Friday, December 21, 2012

The power of habit - Review



Number of pages, Edition: 371, RANDOM HOUSE.

Author : Charles Duhigg 

Review 
When you woke up this morning, what did you do first? Did you hop in the shower, check your email, or grab a doughnut from the kitchen counter? Did you brush your teeth before or after you toweled off? Tie the left or right shoe first? What did you say to your kids on your way out the door? Which route did you drive to work? When you got to your desk, did you deal with email, chat with a colleague, or jump into writing a memo? ...”

In his book “The Power of Habit”, Charles Duhigg proves that habits have an important role to play in our personal lives, in businesses and organizations. They are also at the heart of social movements and societies: “life is a mass of habits”. According to him, most people don’t live the way they want but the way they are used to. However, he insists that “they aren’t destiny; habits can be changed, if we understand how they work”. 

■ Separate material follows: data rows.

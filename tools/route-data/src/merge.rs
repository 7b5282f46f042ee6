use std::collections::BTreeSet;
use std::path::Path;

use anyhow::{Context, Result};
use mpk_transit::api_types::VehicleKind;
use mpk_transit::catalog::{CatalogLine, RouteCatalog};

pub const ALL_LINES: &str = "all_lines.txt";
pub const BUS_LINES: &str = "bus_lines.txt";
pub const TRAM_LINES: &str = "tram_lines.txt";

/// One line name per row, blank rows ignored
pub fn parse_line_list(text: &str) -> BTreeSet<String> {
    text.lines()
        .map(str::trim)
        .filter(|line| !line.is_empty())
        .map(str::to_string)
        .collect()
}

fn read_line_list(path: &Path) -> Result<BTreeSet<String>> {
    let text = std::fs::read_to_string(path)
        .with_context(|| format!("Failed to read line list {}", path.display()))?;
    Ok(parse_line_list(&text))
}

#[derive(Debug, Default)]
pub struct LineLists {
    pub all: BTreeSet<String>,
    pub buses: BTreeSet<String>,
    pub trams: BTreeSet<String>,
}

impl LineLists {
    pub fn read(dir: &Path) -> Result<Self> {
        Ok(Self {
            all: read_line_list(&dir.join(ALL_LINES))?,
            buses: read_line_list(&dir.join(BUS_LINES))?,
            trams: read_line_list(&dir.join(TRAM_LINES))?,
        })
    }

    /// Lines not on the bus list are trams
    pub fn kind_of(&self, line: &str) -> VehicleKind {
        if self.buses.contains(line) {
            VehicleKind::Bus
        } else {
            if !self.trams.contains(line) {
                log::debug!("Line {line} is on neither the bus nor the tram list, assuming tram");
            }
            VehicleKind::Tram
        }
    }
}

/// Add every listed line missing from the catalog with no directions.
/// Returns the added lines with their kinds.
pub fn merge_missing_lines(
    catalog: &mut RouteCatalog,
    lists: &LineLists,
    source: &str,
) -> Vec<(String, VehicleKind)> {
    let mut added = Vec::new();
    for line in &lists.all {
        if catalog.contains(line) {
            continue;
        }
        let kind = lists.kind_of(line);
        catalog.insert(line.clone(), CatalogLine::placeholder(kind, source));
        log::info!("Added missing line: {line} ({kind})");
        added.push((line.clone(), kind));
    }
    added
}

#[cfg(test)]
mod tests {
    use super::*;

    fn lists() -> LineLists {
        LineLists {
            all: parse_line_list("4\n145\n\n 0P \nD\n"),
            buses: parse_line_list("145\nD\n"),
            trams: parse_line_list("4\n"),
        }
    }

    #[test]
    fn test_parse_line_list() {
        let lines = parse_line_list("4\n145\n\n 0P \n");
        assert_eq!(lines.len(), 3);
        assert!(lines.contains("0P"));
    }

    #[test]
    fn test_merge_adds_only_missing_lines() {
        let mut catalog = RouteCatalog::from_json(
            r#"{"4": {"type": "tram", "directions": [{"direction_name": "x", "stops": []}]}}"#,
        )
        .unwrap();

        let added = merge_missing_lines(&mut catalog, &lists(), "processed_dataset_2022");

        assert_eq!(
            added,
            vec![
                ("0P".to_string(), VehicleKind::Tram),
                ("145".to_string(), VehicleKind::Bus),
                ("D".to_string(), VehicleKind::Bus),
            ]
        );
        assert_eq!(catalog.len(), 4);
        assert_eq!(catalog.line("4").unwrap().directions.len(), 1);

        let placeholder = catalog.line("145").unwrap();
        assert!(placeholder.directions.is_empty());
        assert_eq!(placeholder.source.as_deref(), Some("processed_dataset_2022"));
    }

    #[test]
    fn test_merge_is_idempotent() {
        let mut catalog = RouteCatalog::new();
        merge_missing_lines(&mut catalog, &lists(), "a");
        assert!(merge_missing_lines(&mut catalog, &lists(), "a").is_empty());
    }
}
//! The live map event loop.
//!
//! [`LiveMap`] owns the map surface and every component that draws on it.
//! One task runs [`LiveMap::run`], which selects over the vehicle poll
//! timer, the theme timer, user commands and finished fetches. Fetches run
//! on their own tasks and report back through a channel, so a slow network
//! never blocks the loop, and every surface mutation happens on the loop
//! task.

use std::sync::Arc;
use std::time::Duration;

use mpk_transit::api_types::{LineSummary, RouteResponse, VehicleRecord};
use mpk_transit::{LineIdentifier, TransitError, TransitSource};
use tokio::sync::{mpsc, watch};
use tokio::time::{self, MissedTickBehavior};

use crate::config::{ConfigError, ViewerConfig};
use crate::lines::LineCatalog;
use crate::map::{MapSurface, RoutePalette};
use crate::panel::{PanelSnapshot, RoutePanel};
use crate::session::{OpenOutcome, OpenTicket, RouteSelection};
use crate::theme::{ThemeSelector, local_hour};
use crate::vehicles::{PollTicket, ReconcileOutcome, VehicleReconciler};

const COMMAND_BUFFER: usize = 32;

#[derive(Debug, thiserror::Error)]
pub enum ViewerError {
    #[error("live map has stopped")]
    Stopped,
    #[error(transparent)]
    Config(#[from] ConfigError),
}

#[derive(Clone, Debug, PartialEq, Eq)]
pub enum Command {
    /// Filter vehicles to a line and render its routes
    SelectLine(LineIdentifier),
    /// Clear the filter and close the route session
    Reset,
    ToggleGroup(usize),
    SetGroupVisible { index: usize, visible: bool },
    ShowSatellite,
    ShowStreet,
    RefreshVehicles,
}

enum Completion {
    Lines(Result<Vec<LineSummary>, TransitError>),
    Vehicles(PollTicket, Result<Vec<VehicleRecord>, TransitError>),
    Route(OpenTicket, Result<RouteResponse, TransitError>),
}

/// Source of the local hour, replaceable in tests
pub type HourClock = Box<dyn Fn() -> u32 + Send + Sync>;

/// Cloneable remote control for a running [`LiveMap`]
#[derive(Clone, Debug)]
pub struct LiveMapHandle {
    commands: mpsc::Sender<Command>,
    panel: watch::Receiver<PanelSnapshot>,
}
mod routes;

use std::net::SocketAddr;

use tokio::sync::oneshot;

pub use routes::{ViewerState, create_router};

/// Local HTTP server exposing the map layers and panel
///
/// Stops when dropped.
pub struct LayerServer {
    addr: SocketAddr,
    shutdown_tx: Option<oneshot::Sender<()>>,
}

impl LayerServer {
    pub async fn start(bind: SocketAddr, state: ViewerState) -> Result<Self, std::io::Error> {
        let (shutdown_tx, shutdown_rx) = oneshot::channel();

        let listener = tokio::net::TcpListener::bind(bind).await?;
        let addr = listener.local_addr()?;
        let app = create_router(state);

        tokio::spawn(async move {
            let served = axum::serve(listener, app)
                .with_graceful_shutdown(async move {
                    let _ = shutdown_rx.await;
                })
                .await;
            if let Err(error) = served {
                tracing::error!(%error, "Layer server failed");
            }
        });

        Ok(Self {
            addr,
            shutdown_tx: Some(shutdown_tx),
        })
    }

    pub fn addr(&self) -> SocketAddr {
        self.addr
    }
}

impl Drop for LayerServer {
    fn drop(&mut self) {
        if let Some(tx) = self.shutdown_tx.take() {
            let _ = tx.send(());
        }
    }
}
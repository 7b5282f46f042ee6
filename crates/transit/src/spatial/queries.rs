//! Geometry derived from stop coordinates.
//!
//! Coordinates follow the `geo` convention: `x` is longitude, `y` latitude.

use api_types::{Direction, Stop};
use geo::{BoundingRect, Coord, LineString, Point, Rect};

/// Position of a stop, if it has both coordinates
pub fn stop_location(stop: &Stop) -> Option<Point> {
    stop.coordinates().map(|(lat, lon)| Point::new(lon, lat))
}

/// Polyline through the positioned stops of a direction, in order.
/// Stops without coordinates are skipped.
pub fn direction_path(direction: &Direction) -> LineString {
    direction
        .stops
        .iter()
        .filter_map(stop_location)
        .map(|p| p.0)
        .collect::<Vec<Coord>>()
        .into()
}

/// Smallest rectangle containing every path; `None` if there are no coordinates
pub fn bounding_rect<'a>(paths: impl IntoIterator<Item = &'a LineString>) -> Option<Rect> {
    paths
        .into_iter()
        .filter_map(|path| path.bounding_rect())
        .reduce(|a, b| {
            Rect::new(
                Coord {
                    x: a.min().x.min(b.min().x),
                    y: a.min().y.min(b.min().y),
                },
                Coord {
                    x: a.max().x.max(b.max().x),
                    y: a.max().y.max(b.max().y),
                },
            )
        })
}
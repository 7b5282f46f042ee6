use std::future::Future;
use std::pin::Pin;
use std::time::Duration;

use crate::models::types::{Result, TransitError};
use crate::network::traits::DataFetcher;

const USER_AGENT: &str = concat!("mpk-viewer/", env!("CARGO_PKG_VERSION"));

/// `DataFetcher` backed by a shared `reqwest::Client`
#[derive(Clone)]
pub struct HttpFetcher {
    client: reqwest::Client,
}

impl HttpFetcher {
    pub fn new(timeout: Duration) -> Result<Self> {
        let client = reqwest::Client::builder()
            .user_agent(USER_AGENT)
            .timeout(timeout)
            .build()
            .map_err(|e| TransitError::Request(e.to_string()))?;
        Ok(Self { client })
    }
}

impl DataFetcher for HttpFetcher {
    fn fetch<'a>(
        &'a self,
        url: &'a str,
    ) -> Pin<Box<dyn Future<Output = Result<Vec<u8>>> + Send + 'a>> {
        Box::pin(async move {
            let response = self
                .client
                .get(url)
                .send()
                .await
                .map_err(|e| TransitError::Request(e.to_string()))?;

            let status = response.status();
            let body = response
                .bytes()
                .await
                .map_err(|e| TransitError::Request(e.to_string()))?;

            if !status.is_success() {
                tracing::debug!(%url, status = status.as_u16(), "Request returned an error status");
                return Err(TransitError::Status {
                    status: status.as_u16(),
                    url: url.to_string(),
                    body: body.to_vec(),
                });
            }

            Ok(body.to_vec())
        })
    }
}
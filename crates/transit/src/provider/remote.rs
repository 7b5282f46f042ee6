//! HTTP-backed transit source talking to the viewer data server.

use api_types::{LineSummary, RouteResponse, VehicleRecord};
use reqwest::Url;
use serde::de::DeserializeOwned;

use crate::identifiers::LineIdentifier;
use crate::models::traits::{BoxFuture, TransitSource};
use crate::models::types::{Result, TransitError};
use crate::network::traits::DataFetcher;

pub struct RemoteTransitSource<F> {
    fetcher: F,
    base_url: Url,
}

impl<F: DataFetcher> RemoteTransitSource<F> {
    pub fn new(fetcher: F, base_url: &str) -> Result<Self> {
        let base_url = Url::parse(base_url)
            .map_err(|e| TransitError::InvalidData(format!("base url {base_url:?}: {e}")))?;
        if base_url.cannot_be_a_base() {
            return Err(TransitError::InvalidData(format!(
                "base url {base_url} cannot hold a path"
            )));
        }
        Ok(Self { fetcher, base_url })
    }

    pub fn base_url(&self) -> &Url {
        &self.base_url
    }

    /// Appends percent-encoded path segments to the base url
    fn url(&self, segments: &[&str]) -> Result<Url> {
        let mut url = self.base_url.clone();
        url.path_segments_mut()
            .map_err(|()| TransitError::InvalidData(format!("base url {} cannot hold a path", self.base_url)))?
            .pop_if_empty()
            .extend(segments);
        Ok(url)
    }

    async fn get_json<T: DeserializeOwned>(&self, segments: &[&str]) -> Result<T> {
        let url = self.url(segments)?;
        let bytes = self.fetcher.fetch(url.as_str()).await?;
        decode(&bytes)
    }
}

fn decode<T: DeserializeOwned>(bytes: &[u8]) -> Result<T> {
    serde_json::from_slice(bytes).map_err(|e| TransitError::SerializationError(e.to_string()))
}

impl<F: DataFetcher> TransitSource for RemoteTransitSource<F> {
    fn vehicles(&self) -> BoxFuture<'_, Result<Vec<VehicleRecord>>> {
        Box::pin(async move { self.get_json(&["api", "vehicles"]).await })
    }

    fn lines(&self) -> BoxFuture<'_, Result<Vec<LineSummary>>> {
        Box::pin(async move { self.get_json(&["api", "routes"]).await })
    }

    fn route<'a>(&'a self, line: &'a LineIdentifier) -> BoxFuture<'a, Result<RouteResponse>> {
        Box::pin(async move {
            let url = self.url(&["api", "routes", line.as_str()])?;
            match self.fetcher.fetch(url.as_str()).await {
                Ok(bytes) => decode(&bytes),
                // A 404 still carries `{"error": ...}`; prefer that message
                Err(TransitError::Status { status, url, body }) => match decode(&body) {
                    Ok(response @ RouteResponse::Unavailable(_)) => {
                        tracing::debug!(%line, status, "Route unavailable on data server");
                        Ok(response)
                    }
                    _ => Err(TransitError::Status { status, url, body }),
                },
                Err(err) => Err(err),
            }
        })
    }
}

Through the three parts of the book, Charles Duhigg doesn’t give us a magic pill to build good habits or to change the bad ones but he shares with us some fascinating stories and researches to help us understanding how habits function and how they influence our personal, professional and social lives.

The first part of the book focuses on the role that habits play in our personal lives. The second part of the book concentrates on how habits help shape businesses and organizations. The third and final part of the book shows the importance of habits in social movements.

In the following paragraphs, I will share with you some interesting ideas in the book. 

I. The Habit Loop: how habits function? 
1. To demonstrate that “Humans are creatures of habits”, Charles Duhigg tells the story of Eugene Pauly. 
An old man who was suffering from viral encephalitis, a disease caused by a relatively harmless virus that produces cold sores, fever blisters, and mild infections on the skin. He could remember most of the events in his life that had occurred prior to about 1960. But he can’t remember about later decades. He also can find the bathroom without hesitation despite he can’t draw a map for his house. 
Eugene's life lost its continuity with the past. He experienced only life's present, moment by moment. Not remembering that he already ate his morning meal, Eugene would eat multiple breakfasts. When asked to draw a map of his own home, he could not remember its layout. However, he remembered how to prepare his breakfast and how to navigate through the rooms of his house with ease.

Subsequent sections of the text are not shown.